= PROBLEM DESCRIPTION =
Below are the entries; give again exactly the lines from the one mentioning "if top < VIEWPORT_MARGIN" through the one mentioning "for this text", inclusive.

= GIVEN INFORMATION =
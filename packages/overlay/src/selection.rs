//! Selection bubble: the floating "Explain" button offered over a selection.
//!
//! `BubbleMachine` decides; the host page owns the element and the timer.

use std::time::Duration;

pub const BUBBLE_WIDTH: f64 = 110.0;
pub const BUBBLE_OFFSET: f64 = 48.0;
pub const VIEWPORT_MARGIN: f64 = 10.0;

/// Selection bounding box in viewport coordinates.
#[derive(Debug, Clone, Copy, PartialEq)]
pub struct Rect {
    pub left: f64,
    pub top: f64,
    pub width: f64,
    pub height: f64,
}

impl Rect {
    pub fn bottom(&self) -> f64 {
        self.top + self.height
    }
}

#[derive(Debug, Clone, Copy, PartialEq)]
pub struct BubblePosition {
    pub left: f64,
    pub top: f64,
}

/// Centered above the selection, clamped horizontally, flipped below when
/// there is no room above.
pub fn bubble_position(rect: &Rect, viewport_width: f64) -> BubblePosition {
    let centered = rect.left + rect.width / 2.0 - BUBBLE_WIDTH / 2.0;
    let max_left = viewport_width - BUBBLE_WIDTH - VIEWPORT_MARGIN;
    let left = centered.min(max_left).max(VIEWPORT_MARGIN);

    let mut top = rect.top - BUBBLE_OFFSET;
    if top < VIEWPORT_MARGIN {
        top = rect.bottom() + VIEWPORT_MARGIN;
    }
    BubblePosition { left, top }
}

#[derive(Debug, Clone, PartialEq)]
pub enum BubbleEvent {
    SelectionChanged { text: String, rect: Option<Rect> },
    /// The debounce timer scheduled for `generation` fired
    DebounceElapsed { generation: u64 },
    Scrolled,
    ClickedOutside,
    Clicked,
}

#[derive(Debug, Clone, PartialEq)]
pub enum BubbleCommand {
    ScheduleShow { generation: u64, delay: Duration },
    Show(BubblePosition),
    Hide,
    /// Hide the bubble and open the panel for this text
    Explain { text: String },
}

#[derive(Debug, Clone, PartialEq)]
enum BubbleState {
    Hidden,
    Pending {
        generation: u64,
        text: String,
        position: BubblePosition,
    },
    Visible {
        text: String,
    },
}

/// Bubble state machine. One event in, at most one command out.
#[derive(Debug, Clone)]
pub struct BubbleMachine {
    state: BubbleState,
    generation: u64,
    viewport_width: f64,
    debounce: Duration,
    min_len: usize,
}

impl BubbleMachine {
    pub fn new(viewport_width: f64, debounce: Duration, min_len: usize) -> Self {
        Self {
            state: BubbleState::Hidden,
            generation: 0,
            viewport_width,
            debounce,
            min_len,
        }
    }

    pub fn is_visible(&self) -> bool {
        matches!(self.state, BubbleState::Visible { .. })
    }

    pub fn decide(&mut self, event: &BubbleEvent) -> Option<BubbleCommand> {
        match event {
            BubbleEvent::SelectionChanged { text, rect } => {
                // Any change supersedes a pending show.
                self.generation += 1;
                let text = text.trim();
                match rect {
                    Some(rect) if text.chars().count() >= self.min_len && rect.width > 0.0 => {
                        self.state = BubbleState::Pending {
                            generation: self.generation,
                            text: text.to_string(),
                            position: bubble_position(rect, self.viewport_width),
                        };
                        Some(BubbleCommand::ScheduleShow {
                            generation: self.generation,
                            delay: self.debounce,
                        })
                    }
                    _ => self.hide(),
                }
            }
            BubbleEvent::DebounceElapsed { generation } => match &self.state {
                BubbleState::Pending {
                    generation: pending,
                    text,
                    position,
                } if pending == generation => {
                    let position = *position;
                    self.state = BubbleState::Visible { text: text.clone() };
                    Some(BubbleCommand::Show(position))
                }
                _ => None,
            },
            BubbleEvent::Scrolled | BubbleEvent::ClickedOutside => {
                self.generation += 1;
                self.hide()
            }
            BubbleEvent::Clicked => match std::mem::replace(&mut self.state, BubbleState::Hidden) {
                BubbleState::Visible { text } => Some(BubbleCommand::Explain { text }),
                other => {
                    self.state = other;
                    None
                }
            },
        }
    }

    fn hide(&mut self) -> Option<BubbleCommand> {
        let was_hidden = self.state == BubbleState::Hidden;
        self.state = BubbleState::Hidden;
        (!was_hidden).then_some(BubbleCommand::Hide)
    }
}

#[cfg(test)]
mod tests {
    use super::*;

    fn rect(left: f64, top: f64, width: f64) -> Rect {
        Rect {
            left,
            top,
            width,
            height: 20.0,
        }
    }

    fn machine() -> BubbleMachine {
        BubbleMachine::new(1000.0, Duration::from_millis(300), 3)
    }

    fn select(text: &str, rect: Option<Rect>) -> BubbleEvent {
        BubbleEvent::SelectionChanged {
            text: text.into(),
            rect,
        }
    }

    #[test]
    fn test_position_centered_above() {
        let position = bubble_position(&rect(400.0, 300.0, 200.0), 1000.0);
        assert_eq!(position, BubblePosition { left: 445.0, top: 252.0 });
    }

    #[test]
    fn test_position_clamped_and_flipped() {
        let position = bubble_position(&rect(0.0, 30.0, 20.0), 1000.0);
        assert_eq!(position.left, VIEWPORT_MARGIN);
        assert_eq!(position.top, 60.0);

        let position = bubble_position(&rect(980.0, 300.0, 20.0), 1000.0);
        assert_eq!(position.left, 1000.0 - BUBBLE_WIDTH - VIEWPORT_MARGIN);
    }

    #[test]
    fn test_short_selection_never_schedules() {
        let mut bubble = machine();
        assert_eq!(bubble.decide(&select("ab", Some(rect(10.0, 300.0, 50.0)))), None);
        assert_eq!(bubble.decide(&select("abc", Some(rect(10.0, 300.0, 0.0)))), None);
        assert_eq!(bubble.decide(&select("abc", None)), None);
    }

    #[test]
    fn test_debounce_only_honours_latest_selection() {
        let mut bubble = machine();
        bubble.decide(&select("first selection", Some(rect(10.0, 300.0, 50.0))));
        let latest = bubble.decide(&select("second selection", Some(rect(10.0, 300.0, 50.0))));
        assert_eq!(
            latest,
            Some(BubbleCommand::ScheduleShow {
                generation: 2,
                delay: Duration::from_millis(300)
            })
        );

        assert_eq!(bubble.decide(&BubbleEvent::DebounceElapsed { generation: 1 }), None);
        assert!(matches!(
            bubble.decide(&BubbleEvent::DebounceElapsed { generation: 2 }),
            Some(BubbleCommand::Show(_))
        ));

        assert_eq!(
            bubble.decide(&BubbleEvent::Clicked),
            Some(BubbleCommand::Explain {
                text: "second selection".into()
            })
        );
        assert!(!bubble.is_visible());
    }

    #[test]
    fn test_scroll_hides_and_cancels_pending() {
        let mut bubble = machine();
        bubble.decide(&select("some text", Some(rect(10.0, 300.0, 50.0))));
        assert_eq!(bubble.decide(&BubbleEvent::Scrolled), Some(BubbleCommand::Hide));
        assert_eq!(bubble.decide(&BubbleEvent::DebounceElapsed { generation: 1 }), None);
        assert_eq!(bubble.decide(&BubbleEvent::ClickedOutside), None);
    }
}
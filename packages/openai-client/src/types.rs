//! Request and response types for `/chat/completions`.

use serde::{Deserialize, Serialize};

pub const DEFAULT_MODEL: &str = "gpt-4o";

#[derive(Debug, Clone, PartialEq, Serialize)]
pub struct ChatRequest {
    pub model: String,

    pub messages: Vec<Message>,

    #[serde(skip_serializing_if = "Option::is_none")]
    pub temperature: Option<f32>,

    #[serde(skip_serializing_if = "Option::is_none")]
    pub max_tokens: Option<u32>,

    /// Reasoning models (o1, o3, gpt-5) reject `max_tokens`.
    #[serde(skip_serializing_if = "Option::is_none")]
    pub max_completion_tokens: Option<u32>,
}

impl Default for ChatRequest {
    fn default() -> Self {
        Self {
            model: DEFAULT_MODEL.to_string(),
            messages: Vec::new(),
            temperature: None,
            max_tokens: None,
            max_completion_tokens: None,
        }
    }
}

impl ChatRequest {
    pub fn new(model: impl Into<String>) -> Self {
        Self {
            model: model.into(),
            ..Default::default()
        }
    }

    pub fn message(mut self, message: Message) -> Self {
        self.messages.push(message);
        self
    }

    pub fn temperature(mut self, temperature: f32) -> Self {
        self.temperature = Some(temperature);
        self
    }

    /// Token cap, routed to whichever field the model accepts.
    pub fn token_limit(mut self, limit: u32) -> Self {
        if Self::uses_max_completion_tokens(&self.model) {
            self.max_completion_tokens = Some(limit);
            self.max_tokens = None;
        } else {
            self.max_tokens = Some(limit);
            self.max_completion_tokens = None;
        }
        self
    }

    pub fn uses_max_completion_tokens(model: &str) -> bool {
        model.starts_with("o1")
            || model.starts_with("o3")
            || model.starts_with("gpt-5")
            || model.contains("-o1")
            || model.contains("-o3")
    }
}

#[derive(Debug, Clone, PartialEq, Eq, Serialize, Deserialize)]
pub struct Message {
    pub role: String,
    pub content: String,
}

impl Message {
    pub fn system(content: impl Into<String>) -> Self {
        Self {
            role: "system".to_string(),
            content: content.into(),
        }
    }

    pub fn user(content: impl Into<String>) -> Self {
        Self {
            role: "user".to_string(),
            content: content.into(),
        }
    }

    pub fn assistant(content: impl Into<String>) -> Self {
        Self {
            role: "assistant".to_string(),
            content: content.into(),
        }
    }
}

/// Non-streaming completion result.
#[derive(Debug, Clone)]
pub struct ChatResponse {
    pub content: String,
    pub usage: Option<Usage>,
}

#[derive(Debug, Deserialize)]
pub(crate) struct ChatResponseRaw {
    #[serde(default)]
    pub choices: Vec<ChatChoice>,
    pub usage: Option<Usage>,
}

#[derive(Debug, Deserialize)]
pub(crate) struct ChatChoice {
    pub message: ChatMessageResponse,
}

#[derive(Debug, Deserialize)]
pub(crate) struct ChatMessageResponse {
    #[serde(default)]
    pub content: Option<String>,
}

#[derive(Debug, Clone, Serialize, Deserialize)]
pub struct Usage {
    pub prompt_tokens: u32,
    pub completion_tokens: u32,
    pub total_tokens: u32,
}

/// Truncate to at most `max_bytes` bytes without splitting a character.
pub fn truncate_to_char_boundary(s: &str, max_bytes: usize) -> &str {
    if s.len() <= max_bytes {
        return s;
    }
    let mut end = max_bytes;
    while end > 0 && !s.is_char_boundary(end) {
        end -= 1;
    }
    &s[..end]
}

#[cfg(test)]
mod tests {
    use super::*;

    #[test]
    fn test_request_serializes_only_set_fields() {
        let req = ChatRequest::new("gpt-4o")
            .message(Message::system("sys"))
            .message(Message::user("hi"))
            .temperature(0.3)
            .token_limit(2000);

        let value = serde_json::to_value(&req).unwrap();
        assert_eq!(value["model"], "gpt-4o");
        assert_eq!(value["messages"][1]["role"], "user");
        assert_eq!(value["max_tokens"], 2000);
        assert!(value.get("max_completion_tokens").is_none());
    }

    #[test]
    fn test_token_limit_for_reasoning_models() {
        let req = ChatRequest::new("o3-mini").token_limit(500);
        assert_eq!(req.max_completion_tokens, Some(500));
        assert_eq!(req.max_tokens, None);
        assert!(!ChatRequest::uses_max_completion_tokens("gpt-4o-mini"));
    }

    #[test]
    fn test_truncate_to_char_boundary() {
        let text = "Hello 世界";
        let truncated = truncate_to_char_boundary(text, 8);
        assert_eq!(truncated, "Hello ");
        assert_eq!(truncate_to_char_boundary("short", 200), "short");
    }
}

= WRITTEN ANSWER =
    if top < VIEWPORT_MARGIN {
        top = rect.bottom() + VIEWPORT_MARGIN;
    }
    BubblePosition { left, top }
}

#[derive(Debug, Clone, PartialEq)]
pub enum BubbleEvent {
    SelectionChanged { text: String, rect: Option<Rect> },
    /// The debounce timer scheduled for `generation` fired
    DebounceElapsed { generation: u64 },
    Scrolled,
    ClickedOutside,
    Clicked,
}

#[derive(Debug, Clone, PartialEq)]
pub enum BubbleCommand {
    ScheduleShow { generation: u64, delay: Duration },
    Show(BubblePosition),
    Hide,
    /// Hide the bubble and open the panel for this text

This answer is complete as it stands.